Unfortunately, it takes many years or even decades to increase the supply of energy on a large scale. Biodiesel production is currently about 50,000 gallons a day--a relative drop in the bucket of demand. No amount of magical thinking can ramp up biodiesel production from 50,000 gallons a day to 50 million gallons a day. Due to the shortage of feedstock for biodiesel, that level of production is simply not possible, regardless of what technology or government spending is thrown at it.

So when electricity suddenly becomes "expensive" and solar panels "make sense," you won't be able to buy any at any price or the cost will have leaped to absurd levels due to spiking demand. "When you're thirsty, it's too late to dig a well."

Thus the standard analysis of "price" and "value" is fundamentally flawed. The point at which it "makes sense" to buy and control your own energy production is when "it makes no sense because oil/natural gas/electricity are so cheap." Once they're no longer cheap then you may not be able to afford your own energy production assets--assets which were cheap when they "made no sense" to the conventional financial/consumerist analysts.

The goal of an integrated understanding is to make a realistic assessment of what serves your best interests and what does not serve your best interests, and then act on that awareness. Conventional wisdom should be viewed with extreme skepticism.
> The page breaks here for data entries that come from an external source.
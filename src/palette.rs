//! Elevation to colour mapping
//!
//! The biome palette is a set of ordered bands, each an affine function of
//! the elevation. Channels are not clamped before conversion to 8 bits.

use bytemuck::{Pod, Zeroable};
use clap::ValueEnum;
use thiserror::Error;

/// An opaque-by-default RGBA8 colour, laid out to match raw pixel bytes
#[derive(Debug, Clone, Copy, PartialEq, Eq, Default, Pod, Zeroable)]
#[repr(C)]
pub struct Color {
    pub r: u8,
    pub g: u8,
    pub b: u8,
    pub a: u8,
}

impl Color {
    pub const fn rgb(r: u8, g: u8, b: u8) -> Self {
        Color { r, g, b, a: 0xff }
    }

    /// Build a colour from fractional channels
    ///
    /// Each channel is multiplied by 255 and truncated toward zero. Results
    /// outside 0..=255 keep their low 8 bits, the same as an integer
    /// conversion of the truncated value.
    pub fn from_fractions(r: f64, g: f64, b: f64) -> Self {
        Color::rgb(to_channel(r), to_channel(g), to_channel(b))
    }
}

fn to_channel(fraction: f64) -> u8 {
    (fraction * 255.0) as i64 as u8
}

/// Errors from the HSL conversion helpers
#[derive(Debug, Error, PartialEq)]
pub enum PaletteError {
    #[error("hue must be from 0 to 360, got {0}")]
    Hue(f64),

    #[error("saturation must be between 0 and 1, got {0}")]
    Saturation(f64),

    #[error("lightness must be between 0 and 1, got {0}")]
    Lightness(f64),

    #[error("converted channel {0} left the unit range")]
    Channel(f64),
}

/// Colour scheme applied to elevation values
#[derive(Debug, Clone, Copy, PartialEq, Eq, Default, ValueEnum)]
pub enum Palette {
    /// Water, sand, vegetation, rock and snow bands
    #[default]
    Biome,
    /// Elevation spread around the colour wheel
    Hue,
}

impl Palette {
    pub fn colourise(&self, value: f64) -> Result<Color, PaletteError> {
        match self {
            Palette::Biome => Ok(colourise_by_value(value)),
            Palette::Hue => colourise_by_hue(value),
        }
    }
}

// ============================================================================
// Biome bands
// ============================================================================

/// Map an elevation value to a terrain colour
///
/// # Arguments
/// * `value` - Elevation, typically within -1.0..1.4
///
/// # Returns
/// * `Color` - Opaque colour of the band the value falls in
pub fn colourise_by_value(value: f64) -> Color {
    let (r, g, b) = if value < -0.1 {
        // Deep water
        (0.0, 0.0, 0.4)
    } else if value < 0.2 {
        // Shallow water
        (0.1 + value, 0.1 + value, 0.5 + value)
    } else if value < 0.201 {
        // Sand
        let t = 0.202 - value;
        (500.0 * t, 500.0 * t, 250.0 * t)
    } else if value < 0.40 {
        // Grassland
        let t = 0.60 - value;
        (1.2 * t, 1.6 * t, 0.8 * t)
    } else if value < 0.60 {
        // Greenery
        let t = 0.90 - value;
        (0.2 * t, 0.8 * t, 0.1 * t)
    } else if value < 0.90 {
        // Mountains, rising from 0.10
        let diff = 0.90 - 0.10;
        let t = value - 0.10;
        (0.8 / diff * t, 0.7 / diff * t, 0.6 / diff * t)
    } else if value < 1.2 {
        // Pale snow
        (0.8 * value, 0.8 * value, 0.8 * value)
    } else {
        // White snow
        (1.0, 1.0, 1.0)
    };

    Color::from_fractions(r, g, b)
}

// ============================================================================
// Hue wheel
// ============================================================================

/// Spread elevation around the hue wheel at fixed saturation and lightness
pub fn colourise_by_hue(value: f64) -> Result<Color, PaletteError> {
    let hue = (value * 215.0 + 360.0).rem_euclid(360.0);
    hsl_to_rgb(hue, 0.5, 0.5)
}

/// Convert an HSL triple to an opaque colour
///
/// # Arguments
/// * `hue` - Degrees, 0..=360
/// * `saturation` - 0..=1
/// * `lightness` - 0..=1
pub fn hsl_to_rgb(hue: f64, saturation: f64, lightness: f64) -> Result<Color, PaletteError> {
    if !(0.0..=360.0).contains(&hue) {
        return Err(PaletteError::Hue(hue));
    }
    if !(0.0..=1.0).contains(&saturation) {
        return Err(PaletteError::Saturation(saturation));
    }
    if !(0.0..=1.0).contains(&lightness) {
        return Err(PaletteError::Lightness(lightness));
    }

    let chroma = (1.0 - (2.0 * lightness - 1.0).abs()) * saturation;
    let sector = hue / 60.0;
    let x = chroma * (1.0 - ((sector % 2.0) - 1.0).abs());

    let (r, g, b) = if sector <= 1.0 {
        (chroma, x, 0.0)
    } else if sector <= 2.0 {
        (x, chroma, 0.0)
    } else if sector <= 3.0 {
        (0.0, chroma, x)
    } else if sector <= 4.0 {
        (0.0, x, chroma)
    } else if sector <= 5.0 {
        (x, 0.0, chroma)
    } else {
        (chroma, 0.0, x)
    };

    let m = lightness - 0.5 * chroma;
    let (r, g, b) = (r + m, g + m, b + m);
    for channel in [r, g, b] {
        if !(0.0..=1.0).contains(&channel) {
            return Err(PaletteError::Channel(channel));
        }
    }

    Ok(Color::from_fractions(r, g, b))
}
//! Seamless elevation field for the planet surface
//!
//! World coordinates run from -2.0 to +2.0 at zoom level 0. Each axis is
//! wrapped around its own circle and the resulting point on a torus in 4D
//! is fed to gradient noise, so the field repeats exactly every 4 world
//! units horizontally and vertically.

use crate::geometry::Vector;
use clap::ValueEnum;
use noise::{NoiseFn, OpenSimplex};
use std::f64::consts::PI;

/// Octaves added on top of the zoom level when refining the torus field
pub const REFINEMENT_OCTAVES: u32 = 16;

/// How world coordinates are projected into noise space
#[derive(Debug, Clone, Copy, PartialEq, Eq, Default, ValueEnum)]
pub enum FieldKind {
    /// Both axes wrapped onto independent circles (4D noise), multi-octave
    #[default]
    Torus,
    /// Only the x axis wrapped onto a circle (3D noise), single octave
    Sphere,
}

/// Elevation sampler built once per process and shared between renders
#[derive(Clone)]
pub struct ElevationField {
    noise: OpenSimplex,
    kind: FieldKind,
}

impl ElevationField {
    pub fn new(seed: u32, kind: FieldKind) -> Self {
        ElevationField {
            noise: OpenSimplex::new(seed),
            kind,
        }
    }

    pub fn kind(&self) -> FieldKind {
        self.kind
    }

    /// Sample the elevation at a world coordinate
    ///
    /// # Arguments
    /// * `c` - World-space point
    /// * `zoom` - Zoom level of the tile being rendered, controls octave count
    ///
    /// # Panics
    /// If `c` is not finite.
    pub fn sample(&self, c: Vector, zoom: u32) -> f64 {
        assert!(c.is_finite(), "elevation sampled at non-finite point {c}");

        match self.kind {
            FieldKind::Torus => self.sample_torus(c, zoom),
            FieldKind::Sphere => self.sample_sphere(c),
        }
    }

    fn sample_torus(&self, c: Vector, zoom: u32) -> f64 {
        let mut value = self.noise.get(torus_point(c, 1.0));

        let mut scale = 1.0;
        for _ in 0..octave_count(zoom) {
            scale *= 2.0;
            value += self.noise.get(torus_point(c, scale)) / scale;
        }

        value
    }

    fn sample_sphere(&self, c: Vector) -> f64 {
        let angle = c.x / 2.0 * PI;
        self.noise.get([angle.cos(), c.y / 2.0, angle.sin()])
    }
}

/// Number of refinement octaves layered over the base octave at a zoom level
pub fn octave_count(zoom: u32) -> u32 {
    zoom + REFINEMENT_OCTAVES
}

/// Map a world coordinate onto the 4D torus at the given angular frequency
///
/// Returns `(cos x, cos y, sin x, sin y)`, the argument order the noise
/// function is always called with.
pub fn torus_point(c: Vector, scale: f64) -> [f64; 4] {
    let angle_x = c.x / 2.0 * scale * PI;
    let angle_y = c.y / 2.0 * scale * PI;

    [angle_x.cos(), angle_y.cos(), angle_x.sin(), angle_y.sin()]
}
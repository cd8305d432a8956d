use glam::DVec2;

/// A point or displacement in continuous world space
pub type Vector = DVec2;

/// Axis-aligned rectangle of world space covered by a tile
#[derive(Debug, Clone, Copy, PartialEq)]
pub struct Extent {
    pub min: Vector,
    pub max: Vector,
}

impl Extent {
    pub fn new(min: Vector, max: Vector) -> Self {
        Extent { min, max }
    }

    /// Translate both corners by `-offset`
    pub fn sub(&self, offset: Vector) -> Self {
        Extent::new(self.min - offset, self.max - offset)
    }

    /// Scale both corners uniformly about the origin
    pub fn scale(&self, factor: f64) -> Self {
        Extent::new(self.min * factor, self.max * factor)
    }

    pub fn width(&self) -> f64 {
        self.max.x - self.min.x
    }

    pub fn height(&self) -> f64 {
        self.max.y - self.min.y
    }

    /// World coordinate of a raster position inside a `tile_size` square grid
    ///
    /// Both axes are stepped by the horizontal span. Tile extents are always
    /// square, so this matches stepping y by `height()`.
    ///
    /// # Arguments
    /// * `px` - Column of the pixel (0..tile_size)
    /// * `py` - Row of the pixel (0..tile_size)
    /// * `tile_size` - Number of pixels along each side of the raster
    pub fn pixel_to_world(&self, px: u32, py: u32, tile_size: u32) -> Vector {
        let span = self.width();
        Vector::new(
            self.min.x + span * px as f64 / tile_size as f64,
            self.min.y + span * py as f64 / tile_size as f64,
        )
    }
}
use crate::geometry::Vector;
use crate::raster::TileRenderer;
use crate::tile::{TileCoord, tile_extent};
use anyhow::{Context, Result, ensure};
use mesh_tools::GltfBuilder;
use mesh_tools::Triangle;

/// Square grid of terrain heights sampled over one tile
#[derive(Debug, Clone, PartialEq)]
pub struct HeightGrid {
    size: usize,
    values: Vec<f32>,
}

impl HeightGrid {
    pub fn new(size: usize) -> Self {
        HeightGrid {
            size,
            values: vec![0.0; size * size],
        }
    }

    pub fn width(&self) -> usize {
        self.size
    }

    pub fn height(&self) -> usize {
        self.size
    }

    pub fn get(&self, x: usize, y: usize) -> Option<f32> {
        if x < self.size && y < self.size {
            Some(self.values[y * self.size + x])
        } else {
            None
        }
    }

    pub fn set(&mut self, x: usize, y: usize, value: f32) {
        if x < self.size && y < self.size {
            self.values[y * self.size + x] = value;
        }
    }
}

/// Sample the elevation of a tile on a `resolution x resolution` grid
///
/// Samples include both edges of the tile, so neighbouring tiles exported
/// at the same zoom share their border vertices. Elevation below sea level
/// is flattened to zero.
///
/// # Arguments
/// * `renderer` - Renderer whose elevation field is sampled
/// * `coord` - Tile to sample
/// * `resolution` - Number of samples along each side (at least 2)
pub fn sample_tile_heights(renderer: &TileRenderer, coord: TileCoord, resolution: usize) -> Result<HeightGrid> {
    ensure!(resolution >= 2, "mesh resolution must be at least 2, got {}", resolution);

    let extent = tile_extent(coord);
    let step = 1.0 / (resolution - 1) as f64;
    let mut grid = HeightGrid::new(resolution);

    for y in 0..resolution {
        for x in 0..resolution {
            let c = extent.min + (extent.max - extent.min) * Vector::new(x as f64 * step, y as f64 * step);
            let value = renderer.field().sample(c, coord.z());
            grid.set(x, y, value.max(0.0) as f32);
        }
    }

    Ok(grid)
}

/// Exports the given height grid as a 3D mesh in GLB format
///
/// The mesh spans one unit horizontally, centred on the origin.
///
/// # Arguments
/// * `grid` - Height values, row-major from the tile's top-left corner
/// * `height_scale` - Height multiplier
/// * `output_path` - Path where the GLB file will be saved
pub fn export_heights_to_glb(grid: &HeightGrid, height_scale: f32, output_path: &str) -> Result<()> {
    ensure!(grid.width() >= 2, "mesh needs at least 2 samples per side, got {}", grid.width());

    let mut builder = GltfBuilder::new();

    let width = grid.width();
    let height = grid.height();
    let spacing = 1.0 / (width as f32 - 1.0);

    let mut positions = Vec::with_capacity(width * height);
    let mut normals = Vec::with_capacity(width * height);
    let mut texcoords = Vec::with_capacity(width * height);
    let mut indices = Vec::with_capacity((width - 1) * (height - 1) * 2);

    for y in 0..height {
        for x in 0..width {
            let z_val = grid.get(x, y).unwrap_or(0.0) * height_scale;

            let x_pos = x as f32 * spacing - 0.5;
            let y_pos = y as f32 * spacing - 0.5;
            positions.push(mesh_tools::compat::point3::new(x_pos, z_val, y_pos));

            let normal = calculate_normal(grid, x, y, spacing, height_scale);
            normals.push(mesh_tools::compat::vector3::new(normal.0, normal.1, normal.2));

            texcoords.push(mesh_tools::compat::vector2::new(
                x as f32 / (width as f32 - 1.0),
                y as f32 / (height as f32 - 1.0),
            ));
        }
    }

    for y in 0..(height - 1) {
        for x in 0..(width - 1) {
            let top_left = (y * width + x) as u32;
            let top_right = (y * width + x + 1) as u32;
            let bottom_left = ((y + 1) * width + x) as u32;
            let bottom_right = ((y + 1) * width + x + 1) as u32;

            indices.push(Triangle::new(top_left, bottom_left, top_right));
            indices.push(Triangle::new(top_right, bottom_left, bottom_right));
        }
    }

    let mesh_index = builder.create_simple_mesh(
        Some("TileTerrain".to_string()),
        &positions,
        &indices,
        Some(normals),
        Some(texcoords),
        None,
    );

    let node = builder.add_node(Some("Tile".to_string()), Some(mesh_index), None, None, None);
    builder.add_scene(Some("Main Scene".to_string()), Some(vec![node]));

    builder
        .export_glb(output_path)
        .with_context(|| format!("writing GLB mesh to {}", output_path))?;

    Ok(())
}

/// Surface normal at a grid point using central differences
///
/// Points on the border reuse their own height for the missing neighbour.
fn calculate_normal(grid: &HeightGrid, x: usize, y: usize, spacing: f32, height_scale: f32) -> (f32, f32, f32) {
    let centre = grid.get(x, y).unwrap_or(0.0);
    let height_at = |x: isize, y: isize| -> f32 {
        if x < 0 || y < 0 {
            return centre * height_scale;
        }
        grid.get(x as usize, y as usize).unwrap_or(centre) * height_scale
    };

    let x_i = x as isize;
    let y_i = y as isize;

    let dx = (height_at(x_i + 1, y_i) - height_at(x_i - 1, y_i)) / (2.0 * spacing);
    let dy = (height_at(x_i, y_i + 1) - height_at(x_i, y_i - 1)) / (2.0 * spacing);

    // Mesh is y-up, so the gradient lies in x/z
    let (nx, ny, nz) = (-dx, 1.0, -dy);
    let length = (nx * nx + ny * ny + nz * nz).sqrt();
    (nx / length, ny / length, nz / length)
}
Do your own research and make your own analysis of costs and benefits, including the value of control.

10. Leverage capital, assets and skills

The word "capital" might evoke large sums of money or large-scale enterprises, but I use it to describe two assets: the means of production, which include tools, manufacturing equipment, software, etc., and surplus money or tradable assets (gold, bartered time and goods, etc.) which can be invested in productive assets.

The scale of capital can be very small. All you need to cultivate a garden is a shovel. Thus the capital required to start growing food is one shovel, some seeds and some compost, much of which can be assembled via labor (time).

With the aid of one 100-pound helper, I built a 12-foot by 16-foot shed in 1978 with a handsaw, a level, a square, a few hammers and nail aprons, a measuring tape, a screwdriver, and a few other hand tools (snapline, etc.) This structure served as living quarters and storage; it is still in use today, some 30 years later. The total capital required--the tools, not the lumber and other building materials--were modest. No power tools were necessary.

The tools required to repair furniture, sagging doors, torn screens, leaky faucets and dozens of other common household projects are also minimal. Even woodworking requires few tools. I have built an entire set of kitchen cabinets with a Skilsaw and some simple jigs--no table saw, cut-off saw, etc. Clamps, a square and a straightedge are all that is necessary to fabricate effective jigs.

Of course some capital equipment is more expensive: welding rigs, log splitters, cranes, etc., all the way up to semiconductor manufacturing plants which cost $2 billion each. Nonetheless, many means of production are modest in cost. Software coding requires little more than a computer and an Internet connection.